Think about this for a while, how would you normally go about filtering data?
You’d probably use a For Each, nest an If Condition to check if Row(“Genre”).ToString.Equals(“Crime”) and assign that row to a new DataTable.
If you’re smart, then you’d probably go for the Filter DataTable Activity and get the work done there.
This is fine, but what if the dataset is large? The Filter DataTable Activity still does a pretty good job, so you don’t necessarily have to use it in situations where you are only filtering.
Where starts to shine when the filtering is a bit more complex, like when you want to perform some sort of a regex check, or apply conditions involving other columns in ways the Filter DataTable Activity can’t account for.
Where can’t operate without any parameters. The Where houses a Predicate which loves to munch on Boolean values, so it won’t operate without one.
But before that, you have to declare a Lambda Function, which is a function without a name.
He is a little shy, and would like to remain anonymous.
Now lets give our hungry predicate something to chew on.
But is this really ok?
What if there are some extra spaces, or if some of the genre are not in proper case?
“CriMe” is the same as “Crime” so we have to account for that as well.
I guess we are done…or are we?
Sure, we have sculpted our block of ice to perfection, but shouldn’t we preserve it now?
We have to freeze it back into a DataTable to preserve the changes we made, and that is done by fusing a CopyToDatatable Method to it.
But What If I Wanted The First Three Rows?
The Take Method would be the most appropriate for that, but if you really want to use Where, you can achieve that as well.
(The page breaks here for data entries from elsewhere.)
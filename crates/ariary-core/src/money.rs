//! # Money Module
//!
//! Provides the `Money` type for ariary amounts.
//!
//! ## Why Integer Money?
//! ```text
//! ┌─────────────────────────────────────────────────────────────────────────┐
//! │  THE ARIARY HAS NO MINOR UNIT                                           │
//! │                                                                         │
//! │  Prices, totals and payments are whole ariary:                         │
//! │    12 500 Ar, never 12 500.40 Ar                                       │
//! │                                                                         │
//! │  Floats only show up transiently (tax, discount percentages).          │
//! │  They are rounded once, at the boundary, by Money::from_amount.        │
//! │                                                                         │
//! │  After that every sum is exact i64 arithmetic.                         │
//! └─────────────────────────────────────────────────────────────────────────┘
//! ```
//!
//! ## Usage
//! ```rust
//! use ariary_core::money::Money;
//!
//! let price = Money::from_ariary(2_500);
//! let total = price * 3 + Money::from_ariary(500);
//!
//! assert_eq!(total.ariary(), 8_000);
//! assert_eq!(total.to_string(), "8 000 Ar");
//! assert_eq!(total.in_words(), "huit mille ariary");
//! ```

use serde::{Deserialize, Serialize};
use std::fmt;
use std::iter::Sum;
use std::ops::{Add, AddAssign, Mul, Sub, SubAssign};
use ts_rs::TS;

use crate::validation::{admit_amount, admit_money, ValidationResult};
use crate::words::{receipt_sentence, spell_whole_amount, INVALID_AMOUNT_SENTINEL};

// =============================================================================
// Money Type
// =============================================================================

/// A monetary value in whole ariary.
///
/// ## Design Decisions
/// - **i64 (signed)**: Allows negative values for refunds and change due
/// - **Single field tuple struct**: Zero-cost abstraction over i64
/// - **Derives**: Full serde support, TypeScript binding for the register UI
///
/// ## Where Money is Used
/// ```text
/// ┌─────────────────────────────────────────────────────────────────────────┐
/// │  Sale total ──► Money ──┬──► Display: "12 500 Ar"                       │
/// │                         │                                               │
/// │                         └──► in_words(): "douze mille cinq cents ariary"│
/// │                                  │                                      │
/// │                                  ├──► printed receipt                   │
/// │                                  └──► sale email (amount_in_words)      │
/// └─────────────────────────────────────────────────────────────────────────┘
/// ```
#[derive(Debug, Clone, Copy, PartialEq, Eq, PartialOrd, Ord, Hash, Serialize, Deserialize, TS)]
#[ts(export)]
pub struct Money(i64);

impl Money {
    /// Creates a Money value from whole ariary.
    ///
    /// ## Example
    /// ```rust
    /// use ariary_core::money::Money;
    ///
    /// let price = Money::from_ariary(12_500);
    /// assert_eq!(price.ariary(), 12_500);
    /// ```
    #[inline]
    pub const fn from_ariary(ariary: i64) -> Self {
        Money(ariary)
    }

    /// Creates a Money value from a computed float amount, rounding half-up.
    ///
    /// ## Example
    /// ```rust
    /// use ariary_core::money::Money;
    ///
    /// // 18% tax on 1 234 Ar
    /// let tax = Money::from_amount(1_234.0 * 0.18).unwrap();
    /// assert_eq!(tax.ariary(), 222);
    ///
    /// assert!(Money::from_amount(f64::NAN).is_err());
    /// ```
    pub fn from_amount(amount: f64) -> ValidationResult<Self> {
        // MAX_SPELLABLE_AMOUNT fits comfortably in i64.
        admit_amount(amount).map(|whole| Money(whole as i64))
    }

    /// Returns the value in ariary.
    #[inline]
    pub const fn ariary(&self) -> i64 {
        self.0
    }

    /// Returns zero money value.
    #[inline]
    pub const fn zero() -> Self {
        Money(0)
    }

    /// Checks if the value is zero.
    #[inline]
    pub const fn is_zero(&self) -> bool {
        self.0 == 0
    }

    /// Checks if the value is positive (greater than zero).
    #[inline]
    pub const fn is_positive(&self) -> bool {
        self.0 > 0
    }

    /// Checks if the value is negative (less than zero).
    #[inline]
    pub const fn is_negative(&self) -> bool {
        self.0 < 0
    }

    /// Returns the absolute value.
    ///
    /// ## Example
    /// ```rust
    /// use ariary_core::money::Money;
    ///
    /// let refund = Money::from_ariary(-550);
    /// assert_eq!(refund.abs().ariary(), 550);
    /// ```
    #[inline]
    pub const fn abs(&self) -> Self {
        Money(self.0.abs())
    }

    /// Multiplies money by a quantity.
    ///
    /// ## Example
    /// ```rust
    /// use ariary_core::money::Money;
    ///
    /// let unit_price = Money::from_ariary(1_200);
    /// assert_eq!(unit_price.multiply_quantity(3).ariary(), 3_600);
    /// ```
    #[inline]
    pub const fn multiply_quantity(&self, qty: i64) -> Self {
        Money(self.0 * qty)
    }

    /// Spells the amount in French, or returns the invalid-amount sentinel
    /// for negative values.
    ///
    /// ## Example
    /// ```rust
    /// use ariary_core::money::Money;
    ///
    /// assert_eq!(Money::from_ariary(1_001).in_words(), "mille un ariary");
    /// assert_eq!(Money::from_ariary(-1).in_words(), "montant invalide");
    /// ```
    pub fn in_words(&self) -> String {
        admit_money(*self)
            .map(spell_whole_amount)
            .unwrap_or_else(|_| INVALID_AMOUNT_SENTINEL.to_string())
    }

    /// Receipt sentence for this amount.
    ///
    /// ## Example
    /// ```rust
    /// use ariary_core::money::Money;
    ///
    /// assert_eq!(
    ///     Money::from_ariary(200).format_in_words(),
    ///     "Arrêté à la somme de : deux cents ariary."
    /// );
    /// ```
    pub fn format_in_words(&self) -> String {
        receipt_sentence(&self.in_words())
    }
}

// =============================================================================
// Trait Implementations
// =============================================================================

/// Groups thousands with a space, as on Malagasy receipts: `1 234 567 Ar`.
impl fmt::Display for Money {
    fn fmt(&self, f: &mut fmt::Formatter<'_>) -> fmt::Result {
        let sign = if self.0 < 0 { "-" } else { "" };
        write!(f, "{}{} Ar", sign, group_thousands(self.0.unsigned_abs()))
    }
}

fn group_thousands(value: u64) -> String {
    let digits = value.to_string();
    let mut grouped = String::with_capacity(digits.len() + digits.len() / 3);

    for (i, c) in digits.chars().enumerate() {
        if i > 0 && (digits.len() - i) % 3 == 0 {
            grouped.push(' ');
        }
        grouped.push(c);
    }

    grouped
}

/// Default money is zero.
impl Default for Money {
    fn default() -> Self {
        Money::zero()
    }
}

/// Addition of two Money values.
impl Add for Money {
    type Output = Self;

    #[inline]
    fn add(self, other: Self) -> Self {
        Money(self.0 + other.0)
    }
}

/// Addition assignment (+=).
impl AddAssign for Money {
    #[inline]
    fn add_assign(&mut self, other: Self) {
        self.0 += other.0;
    }
}

/// Subtraction of two Money values.
impl Sub for Money {
    type Output = Self;

    #[inline]
    fn sub(self, other: Self) -> Self {
        Money(self.0 - other.0)
    }
}

/// Subtraction assignment (-=).
impl SubAssign for Money {
    #[inline]
    fn sub_assign(&mut self, other: Self) {
        self.0 -= other.0;
    }
}

/// Multiplication by i64 (for quantity calculations).
impl Mul<i64> for Money {
    type Output = Self;

    #[inline]
    fn mul(self, qty: i64) -> Self {
        Money(self.0 * qty)
    }
}

/// Summing line totals into a sale total.
impl Sum for Money {
    fn sum<I: Iterator<Item = Money>>(iter: I) -> Self {
        iter.fold(Money::zero(), Add::add)
    }
}

// =============================================================================
// Unit Tests
// =============================================================================

#[cfg(test)]
mod tests {
    use super::*;
    use crate::error::AmountError;

    #[test]
    fn test_from_ariary() {
        let money = Money::from_ariary(12_500);
        assert_eq!(money.ariary(), 12_500);
    }

    #[test]
    fn test_from_amount_rounds_once() {
        assert_eq!(Money::from_amount(21.7).unwrap().ariary(), 22);
        assert_eq!(Money::from_amount(21.3).unwrap().ariary(), 21);
        assert_eq!(
            Money::from_amount(-4.0),
            Err(AmountError::Negative(-4.0))
        );
    }

    #[test]
    fn test_display() {
        assert_eq!(Money::from_ariary(0).to_string(), "0 Ar");
        assert_eq!(Money::from_ariary(500).to_string(), "500 Ar");
        assert_eq!(Money::from_ariary(12_500).to_string(), "12 500 Ar");
        assert_eq!(Money::from_ariary(1_234_567).to_string(), "1 234 567 Ar");
        assert_eq!(Money::from_ariary(-550).to_string(), "-550 Ar");
        assert_eq!(Money::from_ariary(-100_000).to_string(), "-100 000 Ar");
    }

    #[test]
    fn test_arithmetic() {
        let a = Money::from_ariary(1000);
        let b = Money::from_ariary(500);

        assert_eq!((a + b).ariary(), 1500);
        assert_eq!((a - b).ariary(), 500);
        assert_eq!((a * 3).ariary(), 3000);

        let mut c = a;
        c += b;
        c -= Money::from_ariary(200);
        assert_eq!(c.ariary(), 1300);
    }

    #[test]
    fn test_sum_of_line_totals() {
        let lines = [
            Money::from_ariary(1_200).multiply_quantity(2),
            Money::from_ariary(800),
            Money::from_ariary(18_000),
        ];
        let total: Money = lines.iter().copied().sum();
        assert_eq!(total.ariary(), 21_200);
        assert_eq!(total.in_words(), "vingt et un mille deux cents ariary");
    }

    #[test]
    fn test_zero_and_checks() {
        let zero = Money::zero();
        assert!(zero.is_zero());
        assert!(!zero.is_positive());
        assert!(!zero.is_negative());
        assert_eq!(zero, Money::default());

        let negative = Money::from_ariary(-100);
        assert!(negative.is_negative());
        assert_eq!(negative.abs().ariary(), 100);
    }

    #[test]
    fn test_in_words_matches_float_entry_point() {
        for n in [0_i64, 1, 80, 200, 1_001, 21_000, 1_234_567, 2_000_000] {
            assert_eq!(
                Money::from_ariary(n).in_words(),
                crate::words::convert_amount_to_words(n as f64)
            );
        }
        assert_eq!(Money::from_ariary(-1).in_words(), "montant invalide");
    }

    #[test]
    fn test_format_in_words() {
        assert_eq!(
            Money::zero().format_in_words(),
            "Arrêté à la somme de : zéro ariary."
        );
    }
}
dt_sampleData.AsEnumerable().Take(3).CopyToDataTable() //Preferred dt_sampleData.AsEnumerable().Where(Function(w,i) i<3).CopyToDataTable() //Not Preferred
But lets be realistic for a moment, if we are going to apply a filter and want the first three rows, obviously it has to be the first three records from the Filtered Collection, right?
dt_sampleData.AsEnumerable().Where(Function(w) w(“Genre”).ToString.Trim.ToLower.Equals(“crime”)).Take(3).CopyToDataTable() //Most Likely Scenario
And that’s how LINQ works.
If you don’t get it right away, that’s ok.
Like with anything worthwhile, you have to keep working with it.
Persist, and it will eventually reveal its secrets to you.